----- DATA FOR THE TASK
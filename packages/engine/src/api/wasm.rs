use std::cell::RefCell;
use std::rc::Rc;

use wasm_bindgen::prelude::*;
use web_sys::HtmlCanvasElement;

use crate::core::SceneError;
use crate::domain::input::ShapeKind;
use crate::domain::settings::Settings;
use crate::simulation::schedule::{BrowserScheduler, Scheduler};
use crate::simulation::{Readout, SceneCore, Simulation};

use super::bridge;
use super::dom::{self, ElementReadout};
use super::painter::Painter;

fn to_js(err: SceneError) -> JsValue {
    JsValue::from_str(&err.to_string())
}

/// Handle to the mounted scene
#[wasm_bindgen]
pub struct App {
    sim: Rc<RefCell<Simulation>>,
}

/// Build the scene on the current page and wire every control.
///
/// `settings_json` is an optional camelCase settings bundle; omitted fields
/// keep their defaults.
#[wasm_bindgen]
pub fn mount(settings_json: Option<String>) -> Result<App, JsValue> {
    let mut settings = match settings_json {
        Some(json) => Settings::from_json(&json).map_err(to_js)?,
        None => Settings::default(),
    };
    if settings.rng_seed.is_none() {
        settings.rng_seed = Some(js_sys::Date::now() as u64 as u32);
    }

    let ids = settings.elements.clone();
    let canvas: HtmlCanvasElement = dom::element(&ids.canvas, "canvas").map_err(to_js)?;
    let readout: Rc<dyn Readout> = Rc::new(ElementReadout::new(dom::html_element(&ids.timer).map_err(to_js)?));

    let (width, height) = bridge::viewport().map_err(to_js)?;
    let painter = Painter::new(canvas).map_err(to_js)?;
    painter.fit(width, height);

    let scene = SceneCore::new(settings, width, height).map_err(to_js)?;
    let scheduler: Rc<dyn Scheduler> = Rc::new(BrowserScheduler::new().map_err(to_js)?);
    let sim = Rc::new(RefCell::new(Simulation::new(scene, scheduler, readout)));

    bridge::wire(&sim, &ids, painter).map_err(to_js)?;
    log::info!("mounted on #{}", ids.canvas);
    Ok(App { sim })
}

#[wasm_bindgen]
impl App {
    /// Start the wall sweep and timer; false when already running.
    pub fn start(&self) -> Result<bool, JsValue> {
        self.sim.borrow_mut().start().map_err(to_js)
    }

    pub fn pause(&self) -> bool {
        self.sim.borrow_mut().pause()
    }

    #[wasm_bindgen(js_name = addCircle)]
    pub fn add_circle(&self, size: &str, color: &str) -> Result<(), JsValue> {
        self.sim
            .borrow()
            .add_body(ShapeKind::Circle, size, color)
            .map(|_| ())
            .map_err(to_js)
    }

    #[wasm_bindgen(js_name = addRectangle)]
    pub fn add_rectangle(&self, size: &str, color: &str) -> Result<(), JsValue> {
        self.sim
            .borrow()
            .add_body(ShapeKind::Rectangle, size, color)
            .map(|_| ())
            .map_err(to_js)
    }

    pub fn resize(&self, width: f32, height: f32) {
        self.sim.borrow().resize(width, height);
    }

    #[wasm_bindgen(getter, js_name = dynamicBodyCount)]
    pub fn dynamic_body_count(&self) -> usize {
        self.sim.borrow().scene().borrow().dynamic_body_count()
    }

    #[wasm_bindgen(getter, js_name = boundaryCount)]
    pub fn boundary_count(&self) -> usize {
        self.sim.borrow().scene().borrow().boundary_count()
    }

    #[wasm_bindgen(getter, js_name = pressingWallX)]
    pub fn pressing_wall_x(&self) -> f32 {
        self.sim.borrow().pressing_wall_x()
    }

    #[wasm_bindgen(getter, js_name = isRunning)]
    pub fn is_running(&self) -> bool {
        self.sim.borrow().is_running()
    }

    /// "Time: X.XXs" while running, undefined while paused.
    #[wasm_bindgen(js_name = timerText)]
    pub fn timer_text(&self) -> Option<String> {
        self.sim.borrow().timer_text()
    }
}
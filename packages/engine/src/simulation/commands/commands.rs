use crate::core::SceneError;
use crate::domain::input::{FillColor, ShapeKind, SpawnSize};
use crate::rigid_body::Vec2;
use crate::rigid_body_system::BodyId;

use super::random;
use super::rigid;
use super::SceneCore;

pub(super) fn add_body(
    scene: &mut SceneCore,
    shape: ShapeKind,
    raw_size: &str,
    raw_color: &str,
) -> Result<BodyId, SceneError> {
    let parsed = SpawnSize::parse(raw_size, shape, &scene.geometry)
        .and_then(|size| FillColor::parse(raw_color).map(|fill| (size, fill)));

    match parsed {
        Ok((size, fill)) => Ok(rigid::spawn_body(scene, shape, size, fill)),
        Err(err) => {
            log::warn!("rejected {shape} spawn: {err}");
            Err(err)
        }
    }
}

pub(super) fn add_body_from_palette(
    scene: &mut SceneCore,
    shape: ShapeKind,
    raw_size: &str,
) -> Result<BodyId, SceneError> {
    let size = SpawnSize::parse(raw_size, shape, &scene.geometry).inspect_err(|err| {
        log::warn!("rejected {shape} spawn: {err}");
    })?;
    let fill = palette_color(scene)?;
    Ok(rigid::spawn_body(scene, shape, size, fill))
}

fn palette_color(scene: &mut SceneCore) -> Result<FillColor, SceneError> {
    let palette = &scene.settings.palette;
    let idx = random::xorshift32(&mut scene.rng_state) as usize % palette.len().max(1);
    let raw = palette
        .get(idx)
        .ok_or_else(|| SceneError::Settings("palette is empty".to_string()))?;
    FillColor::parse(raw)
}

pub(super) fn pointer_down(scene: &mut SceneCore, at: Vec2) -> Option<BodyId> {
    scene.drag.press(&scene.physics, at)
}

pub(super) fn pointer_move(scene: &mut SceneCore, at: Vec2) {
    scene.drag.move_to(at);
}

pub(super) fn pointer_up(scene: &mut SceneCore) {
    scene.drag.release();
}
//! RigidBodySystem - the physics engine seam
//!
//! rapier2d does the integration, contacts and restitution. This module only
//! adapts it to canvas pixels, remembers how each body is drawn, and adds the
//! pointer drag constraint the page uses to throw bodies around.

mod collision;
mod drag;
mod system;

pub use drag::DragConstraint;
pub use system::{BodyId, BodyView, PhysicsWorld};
----------
----- DATA FOR THE TASK
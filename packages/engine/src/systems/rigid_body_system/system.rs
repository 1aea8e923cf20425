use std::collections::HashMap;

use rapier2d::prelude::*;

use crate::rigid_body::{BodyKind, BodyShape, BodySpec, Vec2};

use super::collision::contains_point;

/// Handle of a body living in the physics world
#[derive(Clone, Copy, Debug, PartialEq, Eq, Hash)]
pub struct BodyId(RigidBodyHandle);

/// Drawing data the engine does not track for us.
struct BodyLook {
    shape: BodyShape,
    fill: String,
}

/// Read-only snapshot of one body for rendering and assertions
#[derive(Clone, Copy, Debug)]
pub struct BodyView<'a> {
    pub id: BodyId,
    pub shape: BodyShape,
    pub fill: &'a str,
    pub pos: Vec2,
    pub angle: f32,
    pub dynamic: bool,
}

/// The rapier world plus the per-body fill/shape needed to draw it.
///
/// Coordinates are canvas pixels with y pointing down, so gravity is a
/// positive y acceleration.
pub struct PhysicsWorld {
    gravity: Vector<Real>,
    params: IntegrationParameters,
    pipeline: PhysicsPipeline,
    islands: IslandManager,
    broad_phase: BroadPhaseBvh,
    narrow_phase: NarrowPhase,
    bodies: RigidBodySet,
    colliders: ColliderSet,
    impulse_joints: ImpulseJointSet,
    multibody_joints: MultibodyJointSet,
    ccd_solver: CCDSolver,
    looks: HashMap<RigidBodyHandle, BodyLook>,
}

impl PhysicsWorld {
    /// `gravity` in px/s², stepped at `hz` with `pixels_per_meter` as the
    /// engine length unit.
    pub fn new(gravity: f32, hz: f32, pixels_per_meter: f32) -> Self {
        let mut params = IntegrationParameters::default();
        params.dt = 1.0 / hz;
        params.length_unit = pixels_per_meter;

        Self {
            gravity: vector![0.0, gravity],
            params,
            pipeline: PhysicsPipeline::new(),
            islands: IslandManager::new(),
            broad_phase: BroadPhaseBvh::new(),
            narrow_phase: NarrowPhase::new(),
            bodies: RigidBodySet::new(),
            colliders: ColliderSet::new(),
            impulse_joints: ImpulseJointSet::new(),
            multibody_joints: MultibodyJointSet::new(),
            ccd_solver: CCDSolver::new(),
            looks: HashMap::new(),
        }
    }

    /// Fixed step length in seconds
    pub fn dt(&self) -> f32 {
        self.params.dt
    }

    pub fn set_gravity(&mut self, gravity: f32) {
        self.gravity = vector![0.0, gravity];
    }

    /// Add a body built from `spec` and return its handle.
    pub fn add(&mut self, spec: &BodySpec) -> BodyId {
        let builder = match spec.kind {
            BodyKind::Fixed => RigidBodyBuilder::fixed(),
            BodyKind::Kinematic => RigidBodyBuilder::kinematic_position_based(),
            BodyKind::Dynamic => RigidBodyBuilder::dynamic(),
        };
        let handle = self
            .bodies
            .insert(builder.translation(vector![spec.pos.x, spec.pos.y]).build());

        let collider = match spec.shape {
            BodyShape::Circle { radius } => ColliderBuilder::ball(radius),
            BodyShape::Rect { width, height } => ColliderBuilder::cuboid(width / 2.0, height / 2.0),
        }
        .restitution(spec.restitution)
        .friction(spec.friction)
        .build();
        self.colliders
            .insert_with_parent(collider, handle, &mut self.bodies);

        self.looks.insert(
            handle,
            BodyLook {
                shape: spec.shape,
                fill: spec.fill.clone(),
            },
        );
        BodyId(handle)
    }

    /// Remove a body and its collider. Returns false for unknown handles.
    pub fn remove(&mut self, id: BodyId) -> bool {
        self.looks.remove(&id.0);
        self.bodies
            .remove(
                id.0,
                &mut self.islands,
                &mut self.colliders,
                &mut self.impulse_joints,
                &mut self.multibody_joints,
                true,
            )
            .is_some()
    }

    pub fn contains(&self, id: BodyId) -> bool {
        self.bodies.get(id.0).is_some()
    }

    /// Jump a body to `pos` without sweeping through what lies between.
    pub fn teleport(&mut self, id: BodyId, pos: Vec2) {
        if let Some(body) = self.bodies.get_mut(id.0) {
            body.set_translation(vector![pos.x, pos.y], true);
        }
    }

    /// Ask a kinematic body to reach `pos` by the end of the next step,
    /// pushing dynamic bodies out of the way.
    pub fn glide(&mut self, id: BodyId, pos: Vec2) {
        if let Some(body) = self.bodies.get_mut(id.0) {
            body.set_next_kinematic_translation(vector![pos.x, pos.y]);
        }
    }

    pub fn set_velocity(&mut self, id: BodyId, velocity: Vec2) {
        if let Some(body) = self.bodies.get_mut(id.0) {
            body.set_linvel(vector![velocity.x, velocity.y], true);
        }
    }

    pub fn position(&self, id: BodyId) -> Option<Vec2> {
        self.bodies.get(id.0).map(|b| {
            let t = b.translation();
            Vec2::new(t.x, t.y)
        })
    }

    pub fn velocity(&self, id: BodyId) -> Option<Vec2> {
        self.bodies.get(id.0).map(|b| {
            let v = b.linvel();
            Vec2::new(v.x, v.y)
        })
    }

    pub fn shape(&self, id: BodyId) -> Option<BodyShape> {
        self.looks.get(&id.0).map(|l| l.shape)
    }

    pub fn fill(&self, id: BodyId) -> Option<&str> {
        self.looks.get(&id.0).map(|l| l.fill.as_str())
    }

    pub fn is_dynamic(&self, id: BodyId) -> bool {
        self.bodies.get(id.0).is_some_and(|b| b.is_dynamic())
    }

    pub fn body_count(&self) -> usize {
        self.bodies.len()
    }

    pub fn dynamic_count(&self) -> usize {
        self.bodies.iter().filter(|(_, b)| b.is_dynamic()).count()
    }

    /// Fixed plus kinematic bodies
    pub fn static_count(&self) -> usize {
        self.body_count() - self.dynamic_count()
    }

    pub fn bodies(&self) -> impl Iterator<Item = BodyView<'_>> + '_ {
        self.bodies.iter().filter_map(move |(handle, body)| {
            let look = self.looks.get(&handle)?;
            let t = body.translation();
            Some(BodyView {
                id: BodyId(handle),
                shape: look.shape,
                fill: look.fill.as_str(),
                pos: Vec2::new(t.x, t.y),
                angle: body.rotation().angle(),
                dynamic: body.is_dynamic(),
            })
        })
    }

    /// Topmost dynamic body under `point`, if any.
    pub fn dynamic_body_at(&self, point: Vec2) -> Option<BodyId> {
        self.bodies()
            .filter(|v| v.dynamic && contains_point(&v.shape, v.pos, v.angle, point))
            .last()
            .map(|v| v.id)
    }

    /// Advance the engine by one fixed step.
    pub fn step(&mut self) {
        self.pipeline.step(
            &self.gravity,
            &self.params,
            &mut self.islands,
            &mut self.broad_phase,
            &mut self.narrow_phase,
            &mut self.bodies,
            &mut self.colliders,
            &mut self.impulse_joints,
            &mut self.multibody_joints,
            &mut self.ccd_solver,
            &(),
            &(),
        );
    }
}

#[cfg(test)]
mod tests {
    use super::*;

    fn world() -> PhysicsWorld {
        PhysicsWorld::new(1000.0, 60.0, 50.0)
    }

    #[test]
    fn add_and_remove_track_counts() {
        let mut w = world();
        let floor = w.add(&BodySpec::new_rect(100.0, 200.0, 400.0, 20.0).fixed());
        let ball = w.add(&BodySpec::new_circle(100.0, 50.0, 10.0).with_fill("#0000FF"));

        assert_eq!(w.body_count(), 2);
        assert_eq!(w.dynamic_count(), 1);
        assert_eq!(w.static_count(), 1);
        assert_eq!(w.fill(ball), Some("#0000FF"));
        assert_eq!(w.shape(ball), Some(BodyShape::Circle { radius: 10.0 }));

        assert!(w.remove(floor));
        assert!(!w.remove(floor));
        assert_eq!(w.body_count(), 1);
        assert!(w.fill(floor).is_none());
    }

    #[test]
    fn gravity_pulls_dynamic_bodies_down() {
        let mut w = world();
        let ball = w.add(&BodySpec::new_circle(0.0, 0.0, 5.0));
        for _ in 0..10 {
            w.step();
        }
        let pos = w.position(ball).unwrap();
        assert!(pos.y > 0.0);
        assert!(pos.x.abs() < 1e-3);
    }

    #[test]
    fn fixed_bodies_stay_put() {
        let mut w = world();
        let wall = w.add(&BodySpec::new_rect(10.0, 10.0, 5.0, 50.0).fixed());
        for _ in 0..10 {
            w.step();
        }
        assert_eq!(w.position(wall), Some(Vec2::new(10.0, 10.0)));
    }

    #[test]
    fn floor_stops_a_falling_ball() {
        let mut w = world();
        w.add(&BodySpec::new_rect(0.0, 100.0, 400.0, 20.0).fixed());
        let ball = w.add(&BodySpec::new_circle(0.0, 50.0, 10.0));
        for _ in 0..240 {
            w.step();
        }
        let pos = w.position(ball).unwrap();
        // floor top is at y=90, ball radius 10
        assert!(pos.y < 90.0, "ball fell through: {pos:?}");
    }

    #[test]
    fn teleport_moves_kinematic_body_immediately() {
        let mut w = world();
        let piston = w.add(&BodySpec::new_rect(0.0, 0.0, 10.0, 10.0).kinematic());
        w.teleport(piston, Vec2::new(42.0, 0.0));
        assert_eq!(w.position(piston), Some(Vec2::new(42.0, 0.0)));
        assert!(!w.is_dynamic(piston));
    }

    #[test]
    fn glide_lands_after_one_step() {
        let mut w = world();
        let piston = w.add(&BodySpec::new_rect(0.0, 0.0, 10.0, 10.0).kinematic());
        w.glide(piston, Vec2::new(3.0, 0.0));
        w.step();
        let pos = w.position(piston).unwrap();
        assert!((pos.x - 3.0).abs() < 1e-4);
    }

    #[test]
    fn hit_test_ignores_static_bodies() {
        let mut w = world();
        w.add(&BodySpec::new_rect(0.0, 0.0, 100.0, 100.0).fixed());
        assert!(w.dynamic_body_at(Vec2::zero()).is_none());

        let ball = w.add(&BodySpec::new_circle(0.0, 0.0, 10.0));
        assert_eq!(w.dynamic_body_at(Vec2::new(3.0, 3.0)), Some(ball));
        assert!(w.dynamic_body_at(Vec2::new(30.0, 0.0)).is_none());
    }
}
----------
» EXERCISE REQUIREMENTS
Every line above that contains the word "BodyShape" should be reported.

» EXERCISE OUTPUT
use crate::rigid_body::{BodyKind, BodyShape, BodySpec, Vec2};
    shape: BodyShape,
    pub shape: BodyShape,
            BodyShape::Circle { radius } => ColliderBuilder::ball(radius),
            BodyShape::Rect { width, height } => ColliderBuilder::cuboid(width / 2.0, height / 2.0),
    pub fn shape(&self, id: BodyId) -> Option<BodyShape> {
        assert_eq!(w.shape(ball), Some(BodyShape::Circle { radius: 10.0 }));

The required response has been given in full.